** Opening Excerpted data block **
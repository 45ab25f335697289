//! Shared types, error model, and configuration for SpecWeaver.
//!
//! This crate is the foundation depended on by all other SpecWeaver crates.
//! It provides:
//! - [`SpecWeaverError`], the unified error type
//! - Domain types ([`Segment`], [`RetrievalResult`], [`Layer`], [`Violation`])
//! - Configuration ([`AppConfig`], [`RetryPolicy`], config loading)
//! - Atomic file writes ([`write_atomic`], [`write_json_atomic`])

pub mod config;
pub mod error;
pub mod fs;
pub mod types;

// Re-export public API at crate root for ergonomic imports.
pub use config::{
    AppConfig, ChunkingConfig, DefaultsConfig, IndexMode, InvocationConfig, LayerConfig,
    OpenRouterConfig, RetryPolicy, ValidationConfig, api_key, config_dir, config_file_path,
    expand_home, init_config, load_config, load_config_from,
};
pub use error::{RAW_SNIPPET_CHARS, Result, SpecWeaverError};
pub use fs::{sha256_hex, write_atomic, write_json_atomic};
pub use types::{
    IndexSummary, Layer, RetrievalHit, RetrievalResult, Segment, Severity, Violation,
    ViolationKind, ViolationReport,
};
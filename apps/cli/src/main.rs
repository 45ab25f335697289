//! SpecWeaver CLI: index a requirements document, extract a layered
//! architecture from it and generate validated source artifacts.

mod commands;

use clap::Parser;
use color_eyre::eyre::Result;

use commands::Cli;

#[tokio::main(flavor = "current_thread")]
async fn main() -> Result<()> {
    color_eyre::install()?;
    let cli = Cli::parse();
    commands::init_tracing(&cli);
    commands::run(cli).await
}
** Closing Excerpted data block **
[Exercise prompt] Your reply must contain each entry, reproduced exactly.

[Answer for this exercise]
repository 45ab25f335697289
//! Shared types, error model, and configuration for SpecWeaver.
//!
//! This crate is the foundation depended on by all other SpecWeaver crates.
//! It provides:
//! - [`SpecWeaverError`], the unified error type
//! - Domain types ([`Segment`], [`RetrievalResult`], [`Layer`], [`Violation`])
//! - Configuration ([`AppConfig`], [`RetryPolicy`], config loading)
//! - Atomic file writes ([`write_atomic`], [`write_json_atomic`])

pub mod config;
pub mod error;
pub mod fs;
pub mod types;

// Re-export public API at crate root for ergonomic imports.
pub use config::{
    AppConfig, ChunkingConfig, DefaultsConfig, IndexMode, InvocationConfig, LayerConfig,
    OpenRouterConfig, RetryPolicy, ValidationConfig, api_key, config_dir, config_file_path,
    expand_home, init_config, load_config, load_config_from,
};
pub use error::{RAW_SNIPPET_CHARS, Result, SpecWeaverError};
pub use fs::{sha256_hex, write_atomic, write_json_atomic};
pub use types::{
    IndexSummary, Layer, RetrievalHit, RetrievalResult, Segment, Severity, Violation,
    ViolationKind, ViolationReport,
};
filename apps/cli/src/main.rs
repository 45ab25f335697289
//! SpecWeaver CLI: index a requirements document, extract a layered
//! architecture from it and generate validated source artifacts.

mod commands;

use clap::Parser;
use color_eyre::eyre::Result;

use commands::Cli;

#[tokio::main(flavor = "current_thread")]
async fn main() -> Result<()> {
    color_eyre::install()?;
    let cli = Cli::parse();
    commands::init_tracing(&cli);
    commands::run(cli).await
}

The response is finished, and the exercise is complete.